The Problem Created by the Seasonal Team Cycle
Running a boutique hotel in the Aegean means starting nearly from zero each season. Teams disperse in winter, new staff are hired when the season arrives, and the standards built up the previous year are largely lost. This cycle creates the most frequently observed operational pain: quality is low at the start of the season, the team settles in by the middle, and the operation reaches its best form just as the season ends. The following year, the same process starts again.
Breaking this cycle is not about luck — it is about systems.
Pre-Season Calibration Programme
Pre-season calibration determines the quality level for the season. A calibration done in insufficient time produces scattered results. One done with sufficient time opens the season with a consistent start.
5–7 day calibration programme:
| Day | Topic | Output |
|---|---|---|
| 1 | Team introductions, kitchen equipment check, safety briefing | Preparation complete |
| 2 | SOP distribution and visual guide introduction | Everyone knows their role |
| 3–4 | Menu production tests (every item produced in the kitchen, calibrated) | Portion and presentation locked |
| 5 | Service-kitchen communication flow and scenario practice | Communication protocol established |
| 6 | Simulated service (test evening with a closed invited group) | Real traffic tested |
| 7 | Briefing: findings, corrections, season goals | Season ready |
The output of this programme is a start where every team member knows what to do in their role, the visual and weight standards of menu items are locked, and the first week of season is not the hardest.
Visual SOP System
The visual SOP is the strongest operational tool against the seasonal team cycle. It guides staff with language barriers, new cooks, and anyone who needs to consolidate knowledge quickly — all at once.
Visual SOP contents:
- For every menu item: ingredients + weights + step-by-step production photographs + final presentation photograph
- For every kitchen process: cleaning protocols, equipment use, cold-chain procedures
- For service team: table setup, menu explanation template, order flow, allergen notification
Practical rule: Visual SOPs should be laminated in A4 format and displayed at each kitchen station. A digital version should be downloadable on mobile. An SOP that cannot be accessed might as well not exist.
In-Season Weekly Briefing
No matter how well the pre-season calibration is done, standards begin to drift as the season progresses. This is a product of human nature — it cannot be avoided without a system. The weekly briefing makes the drift visible and corrects it.

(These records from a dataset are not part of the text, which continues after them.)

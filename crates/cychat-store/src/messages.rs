//! Message persistence and history queries.

use chrono::Utc;
use rusqlite::{params, OptionalExtension};

use cychat_shared::{MessageTarget, RoomId, UserId};

use crate::database::{parse_timestamp, Database};
use crate::error::{Result, StoreError};
use crate::models::{NewMessage, ReadStatus, StoredMessage};

const MESSAGE_COLUMNS: &str = "id, sender, receiver, room_id, content, message_type, status, \
                               media, created_at, modified_at";

impl Database {
    /// Insert a message without any validation. Use
    /// [`send_direct_message`](Self::send_direct_message) or
    /// [`send_room_message`](Self::send_room_message) from request paths.
    pub fn insert_message(&self, msg: &NewMessage) -> Result<StoredMessage> {
        let (receiver, room_id) = match msg.target {
            MessageTarget::Direct { receiver } => (Some(receiver.0), None),
            MessageTarget::Room { room_id } => (None, Some(room_id.0)),
        };
        let now = Utc::now().to_rfc3339();

        self.conn().execute(
            "INSERT INTO messages
                (sender, receiver, room_id, content, message_type, status, media, created_at, modified_at)
             VALUES (?1, ?2, ?3, ?4, ?5, ?6, ?7, ?8, ?8)",
            params![
                msg.sender.0,
                receiver,
                room_id,
                msg.content,
                msg.message_type,
                ReadStatus::NotRead.as_flag(),
                msg.media,
                now,
            ],
        )?;

        let id = self.conn().last_insert_rowid();
        self.get_message_by_id(id)?.ok_or(StoreError::NotFound)
    }

    pub fn get_message_by_id(&self, id: i64) -> Result<Option<StoredMessage>> {
        let msg = self
            .conn()
            .query_row(
                &format!("SELECT {MESSAGE_COLUMNS} FROM messages WHERE id = ?1"),
                params![id],
                row_to_message,
            )
            .optional()?;
        Ok(msg)
    }

    /// Persist a direct message after checking it is not empty and the
    /// receiver exists.
    pub fn send_direct_message(&self, msg: &NewMessage) -> Result<StoredMessage> {
        ensure_not_empty(msg)?;
        let MessageTarget::Direct { receiver } = msg.target else {
            return Err(StoreError::Corrupt("direct message addressed to a room".into()));
        };
        if self.find_user_by_id(receiver)?.is_none() {
            return Err(StoreError::UserNotFound);
        }

        let stored = self.insert_message(msg)?;
        tracing::info!(sender = %msg.sender, %receiver, "direct message stored");
        Ok(stored)
    }

    /// Persist a room message after checking it is not empty, the room
    /// exists and the sender is a member.
    pub fn send_room_message(&self, msg: &NewMessage) -> Result<StoredMessage> {
        ensure_not_empty(msg)?;
        let MessageTarget::Room { room_id } = msg.target else {
            return Err(StoreError::Corrupt("room message addressed to a user".into()));
        };
        let exists: bool = self.conn().query_row(
            "SELECT EXISTS(SELECT 1 FROM rooms WHERE id = ?1)",
            params![room_id.0],
            |row| row.get(0),
        )?;
        if !exists {
            return Err(StoreError::RoomNotFound);
        }
        if self.find_membership(room_id, msg.sender)?.is_none() {
            return Err(StoreError::NotMember);
        }

        let stored = self.insert_message(msg)?;
        tracing::info!(sender = %msg.sender, room = %room_id, "room message stored");
        Ok(stored)
    }

    /// Both directions of a direct conversation, oldest first.
    pub fn conversation(&self, a: UserId, b: UserId) -> Result<Vec<StoredMessage>> {
        let mut stmt = self.conn().prepare(&format!(
            "SELECT {MESSAGE_COLUMNS} FROM messages
             WHERE (sender = ?1 AND receiver = ?2) OR (sender = ?2 AND receiver = ?1)
             ORDER BY created_at ASC, id ASC"
        ))?;
        let rows = stmt.query_map(params![a.0, b.0], row_to_message)?;
        collect(rows)
    }

    /// History of a room, oldest first.
    pub fn room_messages(&self, room_id: RoomId) -> Result<Vec<StoredMessage>> {
        let mut stmt = self.conn().prepare(&format!(
            "SELECT {MESSAGE_COLUMNS} FROM messages
             WHERE room_id = ?1
             ORDER BY created_at ASC, id ASC"
        ))?;
        let rows = stmt.query_map(params![room_id.0], row_to_message)?;
        collect(rows)
    }

    /// Mark every unread message from `sender` to `receiver` as read.
    /// Returns the number of rows updated.
    pub fn mark_read(&self, sender: UserId, receiver: UserId) -> Result<usize> {
        let affected = self.conn().execute(
            "UPDATE messages SET status = ?1, modified_at = ?2
             WHERE sender = ?3 AND receiver = ?4 AND status = ?5",
            params![
                ReadStatus::Read.as_flag(),
                Utc::now().to_rfc3339(),
                sender.0,
                receiver.0,
                ReadStatus::NotRead.as_flag(),
            ],
        )?;
        Ok(affected)
    }

    /// Delete everything `sender` wrote in a room.
    pub fn delete_room_messages_from(&self, sender: UserId, room_id: RoomId) -> Result<usize> {
        let affected = self.conn().execute(
            "DELETE FROM messages WHERE sender = ?1 AND room_id = ?2",
            params![sender.0, room_id.0],
        )?;
        tracing::info!(%sender, room = %room_id, deleted = affected, "room messages deleted");
        Ok(affected)
    }
}

fn ensure_not_empty(msg: &NewMessage) -> Result<()> {
    let has_media = msg.media.as_deref().is_some_and(|m| !m.is_empty());
    if msg.content.is_empty() && !has_media {
        return Err(StoreError::EmptyMessage);
    }
    Ok(())
}

fn collect(
    rows: impl Iterator<Item = rusqlite::Result<StoredMessage>>,
) -> Result<Vec<StoredMessage>> {
    let mut out = Vec::new();
    for row in rows {
        out.push(row?);
    }
    Ok(out)
}

fn row_to_message(row: &rusqlite::Row<'_>) -> rusqlite::Result<StoredMessage> {
    let receiver: Option<i64> = row.get(2)?;
    let room_id: Option<i64> = row.get(3)?;
    let status_flag: i64 = row.get(6)?;
    let created_str: String = row.get(8)?;
    let modified_str: String = row.get(9)?;

    let target = match (receiver, room_id) {
        (Some(r), None) => MessageTarget::Direct { receiver: UserId(r) },
        (None, Some(r)) => MessageTarget::Room { room_id: RoomId(r) },
        _ => {
            return Err(rusqlite::Error::FromSqlConversionFailure(
                2,
                rusqlite::types::Type::Integer,
                Box::new(StoreError::Corrupt(
                    "message must have exactly one of receiver or room".into(),
                )),
            ))
        }
    };

    Ok(StoredMessage {
        id: row.get(0)?,
        sender: UserId(row.get(1)?),
        target,
        content: row.get(4)?,
        message_type: row.get(5)?,
        status: ReadStatus::from_flag(status_flag),
        media: row.get(7)?,
        created_at: parse_timestamp(8, &created_str)?,
        modified_at: parse_timestamp(9, &modified_str)?,
    })
}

15-minute weekly kitchen briefing format:
- 1Last week's waste and food cost numbers: (5 minutes) Any deviation from target is discussed.
- 2Guest feedback: (3 minutes) Complaints or standout reviews are shared.
- 3Standards reminder: (5 minutes) An observed inconsistency or a topic for a new team member to practise is covered.
- 4Weekly notices: (2 minutes) Occupancy forecast, special requests, and group reservations are shared.
This briefing must not exceed 15 minutes. A long-meeting culture does not work in kitchens.
Standard Measurement and Feedback Loop
At hotels without a training system, it is impossible to notice when standards are deteriorating. Management without measurement is not possible.
Three simple standard measurement tools:
1. Plate photograph comparison: At the beginning of each month, current plate outputs are compared against the reference photographs from the season opening. Deviations are identified visually and discussed in the briefing.
2. Weekly food cost tracking: The weekly supply cost is calculated as a percentage of weekly revenue. If a significant deviation from the target appears during the season, the source is identified.
3. Guest review keyword analysis: Reviews on Booking.com and Google containing the words "breakfast," "food," "kitchen," and "service" are tracked monthly.
These three tools make standard deterioration visible and create the opportunity to intervene.
Building a Lasting Training System
For the seasonal kitchen team cycle to be genuinely broken, the training system must become part of the hotel's operational culture. This is not a one-off project — it is an ongoing operational investment.
Four components of a lasting training system:
1. SOP archive: Written and visual SOPs updated each season. The archive is stored digitally and given to new staff on their first day.
2. Chef continuity: Wherever possible, the same kitchen chef returns at the start of each season. This is the strongest guarantee of knowledge continuity.
3. End-of-season review: Before closing each season, a short review meeting between the kitchen chef and F&B manager. What worked, what did not, what needs updating in the SOP?
4. Season-opening briefing: At the start of each new season, even if the majority of the team has changed, the same calibration programme is applied.
The majority of boutique hotels in the Aegean wait for standards to settle "by themselves." Standards do not settle by themselves. A system is built, a system is operated, and a system is maintained. Hotels that take these three steps open each season with better operations than the one before.